#### Problem description:
From the first line through the line containing "and delegation events.", transcribe the records exactly and include no other lines.

Stored data entries:
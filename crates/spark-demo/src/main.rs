//! # spark
//!
//! A small framework-style command line built on the `spark` command system.
//!
//! Try:
//!   spark
//!   spark list --simple
//!   spark help make:model
//!   spark make:model BlogPost --force
//!   spark app:refresh
//!   spark make:modle
//!
//! Set `RUST_LOG=debug` to see dispatch and delegation events.

use clap::Parser;
use spark::{Commands, Config};
use std::path::PathBuf;
use std::process::ExitCode;
use tracing_subscriber::EnvFilter;

/// Runs framework commands by name
#[derive(Parser)]
#[command(name = "spark", disable_help_flag = true)]
struct Cli {
    /// Show help for the command instead of running it
    #[arg(short, long)]
    help: bool,

    /// YAML configuration file
    #[arg(long, value_name = "FILE")]
    config: Option<PathBuf>,

    /// Show the cause chain of failures
    #[arg(short, long)]
    verbose: bool,

    /// Command to run [default: list]
    command: Option<String>,

    /// Parameters passed to the command
    #[arg(trailing_var_arg = true, allow_hyphen_values = true)]
    params: Vec<String>,
}

fn main() -> ExitCode {
    tracing_subscriber::fmt()
        .with_env_filter(EnvFilter::from_default_env())
        .with_target(false)
        .with_writer(std::io::stderr)
        .init();

    match run(Cli::parse()) {
        Ok(true) => ExitCode::SUCCESS,
        Ok(false) => ExitCode::FAILURE,
        Err(err) => {
            eprintln!("spark: {:#}", err);
            ExitCode::FAILURE
        }
    }
}

fn run(cli: Cli) -> anyhow::Result<bool> {
    let mut builder = Commands::builder();
    if let Some(path) = &cli.config {
        builder = builder.config(&Config::load(path)?)?;
    }
    if cli.verbose {
        builder = builder.verbose_errors(true);
    }
    let commands = spark_demo::register(builder).build()?;

    // `-h` after the command name lands in the trailing parameters.
    let help = cli.help || cli.params.iter().any(|p| p == "-h" || p == "--help");
    Ok(spark_demo::invoke(
        &commands,
        cli.command.as_deref(),
        &cli.params,
        help,
    )?)
}
//! Command metadata and name-keyed property access.
//!
//! Every command describes itself with a [`CommandMetadata`]: the group it is
//! listed under, its invocation name, an optional usage line and description,
//! and the ordered [`Entries`] for its options and positional arguments.
//!
//! Metadata can be read by field name through [`CommandMetadata::get`], which
//! returns a [`MetaValue`]. Unknown or unset fields read as [`MetaValue::None`]
//! rather than failing, so callers such as list renderers can probe fields
//! without knowing the concrete command type.
//!
//! # Example
//!
//! ```
//! use spark::{CommandMetadata, MetaValue};
//!
//! let meta = CommandMetadata::new("Generators", "make:model")
//!     .description("Generates a new model file.")
//!     .argument("name", "The model class name.")
//!     .option("--table", "Supply a table name.");
//!
//! assert_eq!(meta.get("group"), MetaValue::Text("Generators"));
//! assert!(meta.get("usage").is_none());
//! assert!(meta.has("arguments"));
//! ```

use unicode_width::UnicodeWidthStr;

/// An insertion-ordered mapping of names to single-line descriptions.
///
/// Keys are unique: inserting an existing key replaces its description in
/// place, keeping the original position.
#[derive(Debug, Clone, Default, PartialEq, Eq)]
pub struct Entries {
    items: Vec<(String, String)>,
}

impl Entries {
    /// Creates an empty mapping.
    pub fn new() -> Self {
        Self::default()
    }

    /// Inserts or replaces an entry, returning the previous description.
    pub fn insert(&mut self, key: impl Into<String>, value: impl Into<String>) -> Option<String> {
        let key = key.into();
        let value = value.into();
        match self.items.iter_mut().find(|(k, _)| *k == key) {
            Some((_, existing)) => Some(std::mem::replace(existing, value)),
            None => {
                self.items.push((key, value));
                None
            }
        }
    }

    /// Returns the description stored under `key`.
    pub fn get(&self, key: &str) -> Option<&str> {
        self.items
            .iter()
            .find(|(k, _)| k == key)
            .map(|(_, v)| v.as_str())
    }

    pub fn contains_key(&self, key: &str) -> bool {
        self.get(key).is_some()
    }

    /// Iterates `(key, description)` pairs in insertion order.
    pub fn iter(&self) -> impl Iterator<Item = (&str, &str)> {
        self.items.iter().map(|(k, v)| (k.as_str(), v.as_str()))
    }

    pub fn keys(&self) -> impl Iterator<Item = &str> {
        self.items.iter().map(|(k, _)| k.as_str())
    }

    pub fn len(&self) -> usize {
        self.items.len()
    }

    pub fn is_empty(&self) -> bool {
        self.items.is_empty()
    }

    /// Display width of the widest key, or 0 when empty.
    ///
    /// Used as the column width when rendering the entries as aligned rows.
    pub fn column_width(&self) -> usize {
        self.keys().map(UnicodeWidthStr::width).max().unwrap_or(0)
    }
}

impl<K, V> FromIterator<(K, V)> for Entries
where
    K: Into<String>,
    V: Into<String>,
{
    fn from_iter<I: IntoIterator<Item = (K, V)>>(iter: I) -> Self {
        let mut entries = Entries::new();
        for (k, v) in iter {
            entries.insert(k, v);
        }
        entries
    }
}

impl<K, V, const N: usize> From<[(K, V); N]> for Entries
where
    K: Into<String>,
    V: Into<String>,
{
    fn from(pairs: [(K, V); N]) -> Self {
        pairs.into_iter().collect()
    }
}

/// A metadata field value, borrowed from the metadata it was read from.
#[derive(Debug, Clone, Copy, PartialEq, Eq)]
pub enum MetaValue<'a> {
    /// A text field (group, name, usage, description, custom attributes).
    Text(&'a str),
    /// An ordered mapping (options, arguments).
    Entries(&'a Entries),
    /// Field unknown or unset.
    None,
}

impl<'a> MetaValue<'a> {
    /// Returns `true` if this is a `None` value.
    pub fn is_none(&self) -> bool {
        matches!(self, MetaValue::None)
    }

    /// Returns `true` for set, non-empty values.
    pub fn is_present(&self) -> bool {
        match self {
            MetaValue::Text(s) => !s.is_empty(),
            MetaValue::Entries(e) => !e.is_empty(),
            MetaValue::None => false,
        }
    }

    pub fn as_str(&self) -> Option<&'a str> {
        match self {
            MetaValue::Text(s) => Some(s),
            _ => None,
        }
    }

    pub fn as_entries(&self) -> Option<&'a Entries> {
        match self {
            MetaValue::Entries(e) => Some(e),
            _ => None,
        }
    }
}

type FieldAccessor = for<'a> fn(&'a CommandMetadata) -> MetaValue<'a>;

fn optional_text(value: &Option<String>) -> MetaValue<'_> {
    value
        .as_deref()
        .map(MetaValue::Text)
        .unwrap_or(MetaValue::None)
}

fn group_field(m: &CommandMetadata) -> MetaValue<'_> {
    MetaValue::Text(&m.group)
}

fn name_field(m: &CommandMetadata) -> MetaValue<'_> {
    MetaValue::Text(&m.name)
}

fn usage_field(m: &CommandMetadata) -> MetaValue<'_> {
    optional_text(&m.usage)
}

fn description_field(m: &CommandMetadata) -> MetaValue<'_> {
    optional_text(&m.description)
}

fn options_field(m: &CommandMetadata) -> MetaValue<'_> {
    MetaValue::Entries(&m.options)
}

fn arguments_field(m: &CommandMetadata) -> MetaValue<'_> {
    MetaValue::Entries(&m.arguments)
}

/// Declared fields readable by name, in declaration order.
const FIELDS: &[(&str, FieldAccessor)] = &[
    ("group", group_field),
    ("name", name_field),
    ("usage", usage_field),
    ("description", description_field),
    ("options", options_field),
    ("arguments", arguments_field),
];

/// Descriptive attributes of a command.
///
/// Built with chained setters, typically inside a concrete command's
/// constructor.
#[derive(Debug, Clone, Default, PartialEq, Eq)]
pub struct CommandMetadata {
    /// Bucket used when listing commands.
    pub group: String,
    /// Invocation name, unique within a registry.
    pub name: String,
    /// Full usage line. Derived from `name` when absent.
    pub usage: Option<String>,
    /// One-paragraph summary.
    pub description: Option<String>,
    /// Flag name to description.
    pub options: Entries,
    /// Positional argument name to description.
    pub arguments: Entries,
    /// Extra declared attributes, readable through [`get`](Self::get).
    pub attributes: Entries,
}

impl CommandMetadata {
    pub fn new(group: impl Into<String>, name: impl Into<String>) -> Self {
        Self {
            group: group.into(),
            name: name.into(),
            ..Default::default()
        }
    }

    pub fn usage(mut self, usage: impl Into<String>) -> Self {
        self.usage = Some(usage.into());
        self
    }

    pub fn description(mut self, description: impl Into<String>) -> Self {
        self.description = Some(description.into());
        self
    }

    pub fn option(mut self, flag: impl Into<String>, description: impl Into<String>) -> Self {
        self.options.insert(flag, description);
        self
    }

    pub fn argument(mut self, name: impl Into<String>, description: impl Into<String>) -> Self {
        self.arguments.insert(name, description);
        self
    }

    /// Declares an extra attribute, e.g. an alias or a related command name.
    ///
    /// Attributes never shadow the built-in fields.
    pub fn attribute(mut self, key: impl Into<String>, value: impl Into<String>) -> Self {
        self.attributes.insert(key, value);
        self
    }

    /// Reads a field by name.
    ///
    /// Built-in fields are looked up first, then declared attributes. Anything
    /// else reads as [`MetaValue::None`].
    pub fn get(&self, field: &str) -> MetaValue<'_> {
        if let Some((_, accessor)) = FIELDS.iter().find(|(name, _)| *name == field) {
            return accessor(self);
        }
        self.attributes
            .get(field)
            .map(MetaValue::Text)
            .unwrap_or(MetaValue::None)
    }

    /// Returns `true` if the field is known and holds a non-empty value.
    pub fn has(&self, field: &str) -> bool {
        self.get(field).is_present()
    }

    /// The usage line shown in help output.
    ///
    /// An explicit, non-empty usage is returned as-is. Otherwise the name is
    /// used, followed by `" [arguments]"` when positional arguments exist.
    pub fn usage_line(&self) -> String {
        match self.usage.as_deref() {
            Some(usage) if !usage.is_empty() => usage.to_string(),
            _ if self.arguments.is_empty() => self.name.clone(),
            _ => format!("{} [arguments]", self.name),
        }
    }

    /// The description, if set and non-empty.
    pub fn summary(&self) -> Option<&str> {
        self.description.as_deref().filter(|d| !d.is_empty())
    }
}
//! Rendering of command failures.
//!
//! [`Command::show_error`](crate::Command::show_error) hands the failure and
//! its message to an [`ErrorView`]. The default [`CliErrorView`] prints a red
//! badge followed by the message, and in verbose mode the chain of causes.

use crate::output::{Color, Output};
use crate::translate::Translator;
use std::io;
use std::rc::Rc;

/// Renders a failure for the user.
pub trait ErrorView {
    fn render(&self, error: &anyhow::Error, message: &str) -> io::Result<()>;
}

/// Plain terminal rendering of an error and its causes.
pub struct CliErrorView {
    output: Rc<dyn Output>,
    translator: Rc<dyn Translator>,
    verbose: bool,
}

impl CliErrorView {
    pub fn new(output: Rc<dyn Output>, translator: Rc<dyn Translator>) -> Self {
        Self {
            output,
            translator,
            verbose: false,
        }
    }

    /// Also list the source chain below the message.
    pub fn verbose(mut self, verbose: bool) -> Self {
        self.verbose = verbose;
        self
    }
}

impl ErrorView for CliErrorView {
    fn render(&self, error: &anyhow::Error, message: &str) -> io::Result<()> {
        self.output.write("[Error]", Some(Color::Red))?;
        self.output.write(message, None)?;

        let causes: Vec<String> = error.chain().skip(1).map(ToString::to_string).collect();
        if self.verbose && !causes.is_empty() {
            self.output.new_line()?;
            self.output.write(
                &self.translator.translate("CLI.errorCausedBy"),
                Some(Color::Yellow),
            )?;
            for (i, cause) in causes.iter().enumerate() {
                self.output.write(&format!("  {}: {}", i, cause), None)?;
            }
        }

        self.output.new_line()
    }
}
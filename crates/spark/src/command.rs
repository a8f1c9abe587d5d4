//! The command contract.
//!
//! A command is a unit of CLI functionality: it describes itself with
//! [`CommandMetadata`] and does its work in [`Command::execute`]. Delegation,
//! help and error reporting are provided by the trait on top of the
//! [`CommandContext`] the command was constructed with.
//!
//! # Implementing a command
//!
//! ```rust
//! use spark::{Command, CommandContext, CommandMetadata, CommandResult};
//!
//! struct ClearCache {
//!     meta: CommandMetadata,
//!     ctx: CommandContext,
//! }
//!
//! impl ClearCache {
//!     fn new(ctx: CommandContext) -> Self {
//!         let meta = CommandMetadata::new("Housekeeping", "cache:clear")
//!             .description("Clears the current system caches.");
//!         Self { meta, ctx }
//!     }
//! }
//!
//! impl Command for ClearCache {
//!     fn metadata(&self) -> &CommandMetadata {
//!         &self.meta
//!     }
//!
//!     fn context(&self) -> &CommandContext {
//!         &self.ctx
//!     }
//!
//!     fn execute(&mut self, _params: &[String]) -> CommandResult {
//!         self.logger().info("cache cleared");
//!         Ok(serde_json::Value::Null)
//!     }
//! }
//! ```
//!
//! # Parameters and delegation
//!
//! [`Command::call`] forwards `[name, params...]` to the dispatcher, so a
//! delegated command sees its own name as the first parameter. Commands run
//! straight from the command line receive only the user's parameters.

use crate::dispatch::{DispatchError, Dispatcher};
use crate::error_view::{CliErrorView, ErrorView};
use crate::help::{render_help, HelpConfig};
use crate::logger::Logger;
use crate::metadata::{CommandMetadata, MetaValue};
use crate::output::Output;
use crate::translate::Translator;
use serde_json::Value;
use std::fmt;
use std::io;
use std::rc::Rc;

/// What a command's `execute` produces.
///
/// The value is passed back unchanged to whoever dispatched the command;
/// commands with nothing to report return `Value::Null`.
pub type CommandResult = Result<Value, anyhow::Error>;

/// Capabilities injected into every command instance.
///
/// All handles are shared and owned by the runner; a command only borrows
/// them for the duration of one invocation.
#[derive(Clone)]
pub struct CommandContext {
    /// Logger exposed to the command.
    pub logger: Rc<dyn Logger>,
    /// Runs sibling commands for [`Command::call`].
    pub dispatcher: Rc<dyn Dispatcher>,
    /// Where help and errors are written.
    pub output: Rc<dyn Output>,
    /// Resolves help headings and messages.
    pub translator: Rc<dyn Translator>,
    /// Renders failures passed to [`Command::show_error`].
    pub error_view: Rc<dyn ErrorView>,
    /// Layout of help output.
    pub help: HelpConfig,
}

impl CommandContext {
    /// Creates a context with a [`CliErrorView`] and the default help layout.
    pub fn new(
        logger: Rc<dyn Logger>,
        dispatcher: Rc<dyn Dispatcher>,
        output: Rc<dyn Output>,
        translator: Rc<dyn Translator>,
    ) -> Self {
        let error_view = Rc::new(CliErrorView::new(output.clone(), translator.clone()));
        Self {
            logger,
            dispatcher,
            output,
            translator,
            error_view,
            help: HelpConfig::default(),
        }
    }

    pub fn with_error_view(mut self, error_view: Rc<dyn ErrorView>) -> Self {
        self.error_view = error_view;
        self
    }

    pub fn with_help_config(mut self, help: HelpConfig) -> Self {
        self.help = help;
        self
    }
}

impl fmt::Debug for CommandContext {
    fn fmt(&self, f: &mut fmt::Formatter<'_>) -> fmt::Result {
        f.debug_struct("CommandContext")
            .field("help", &self.help)
            .finish_non_exhaustive()
    }
}

/// A runnable, self-describing command.
pub trait Command {
    /// The command's descriptive metadata.
    fn metadata(&self) -> &CommandMetadata;

    /// The capabilities the command was constructed with.
    fn context(&self) -> &CommandContext;

    /// Runs the command.
    fn execute(&mut self, params: &[String]) -> CommandResult;

    /// The injected logger.
    fn logger(&self) -> &dyn Logger {
        self.context().logger.as_ref()
    }

    /// Runs another command through the dispatcher.
    ///
    /// The command name is prepended to `params` before dispatch. Failures
    /// from the dispatcher, including unknown commands, are returned as-is.
    fn call(&self, command: &str, params: &[String]) -> Result<Value, DispatchError> {
        let mut forwarded = Vec::with_capacity(params.len() + 1);
        forwarded.push(command.to_string());
        forwarded.extend_from_slice(params);

        tracing::debug!(
            caller = %self.metadata().name,
            callee = command,
            "delegating to command"
        );
        self.context().dispatcher.run(command, &forwarded)
    }

    /// Renders a failure through the error view.
    ///
    /// Never fails: if the view itself cannot write, that is logged and
    /// dropped.
    fn show_error(&self, error: &anyhow::Error) {
        let message = error.to_string();
        if let Err(err) = self.context().error_view.render(error, &message) {
            tracing::warn!(
                command = %self.metadata().name,
                error = %err,
                "failed to render error view"
            );
        }
    }

    /// Writes the help text for this command.
    fn show_help(&self) -> io::Result<()> {
        let ctx = self.context();
        render_help(
            self.metadata(),
            ctx.output.as_ref(),
            ctx.translator.as_ref(),
            &ctx.help,
        )
    }

    /// Reads a metadata field by name; unknown or unset fields are `None`.
    fn get(&self, field: &str) -> MetaValue<'_> {
        self.metadata().get(field)
    }

    /// Returns `true` if the metadata field is set and non-empty.
    fn has(&self, field: &str) -> bool {
        self.metadata().has(field)
    }
}
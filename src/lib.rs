//! PX Wallet Validator Library
//!
//! Read-only XRPL wallet validation:
//! - Account lookup over redundant public JSON-RPC endpoints with sticky failover
//! - Heuristic, advisory risk scoring from the account's flags and reserves
//! - Durable usage metrics that survive restarts (no addresses stored)

pub mod api;
pub mod core;
pub mod models;
pub mod providers;
pub mod utils;
pub mod validator;

pub use crate::core::risk_score::{score_snapshot, RiskScorer};
pub use models::config::{ScoringThresholds, ValidatorConfig};
pub use models::errors::{AppError, AppResult, ErrorCode};
pub use models::types::{
    AccountSnapshot, MetricsSummary, RecentEvent, RiskAssessment, RiskLevel, ValidationReport,
};
pub use providers::ledger::{EndpointRotation, LedgerClient, LookupOutcome};
pub use utils::metrics::{MetricsState, MetricsStore};
pub use utils::sanitize::sanitize_wallet_input;
pub use validator::WalletValidator;
//! Input sanitization and small shared helpers

use super::constants::{ADDRESS_MAX_LEN, ADDRESS_MIN_LEN, ADDRESS_PREFIX};

/// Trim and validate a classic address.
///
/// Returns `None` unless the trimmed value starts with the address prefix
/// and its length is within the accepted range.
pub fn sanitize_wallet_input(raw: &str) -> Option<String> {
    let wallet = raw.trim();
    if wallet.is_empty() || !wallet.starts_with(ADDRESS_PREFIX) {
        return None;
    }
    let len = wallet.chars().count();
    if (ADDRESS_MIN_LEN..=ADDRESS_MAX_LEN).contains(&len) {
        Some(wallet.to_string())
    } else {
        None
    }
}

/// Next index in a ring of `total` slots. A zero-sized ring behaves as size 1.
#[inline]
pub fn rotate_fallback(index: usize, total: usize) -> usize {
    (index + 1) % total.max(1)
}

#### Result of the exercise:
filename crates/spark-demo/src/main.rs
//! # spark
//!
//! A small framework-style command line built on the `spark` command system.
//!
//! Try:
//!   spark
//!   spark list --simple
//!   spark help make:model
//!   spark make:model BlogPost --force
//!   spark app:refresh
//!   spark make:modle
//!
//! Set `RUST_LOG=debug` to see dispatch and delegation events.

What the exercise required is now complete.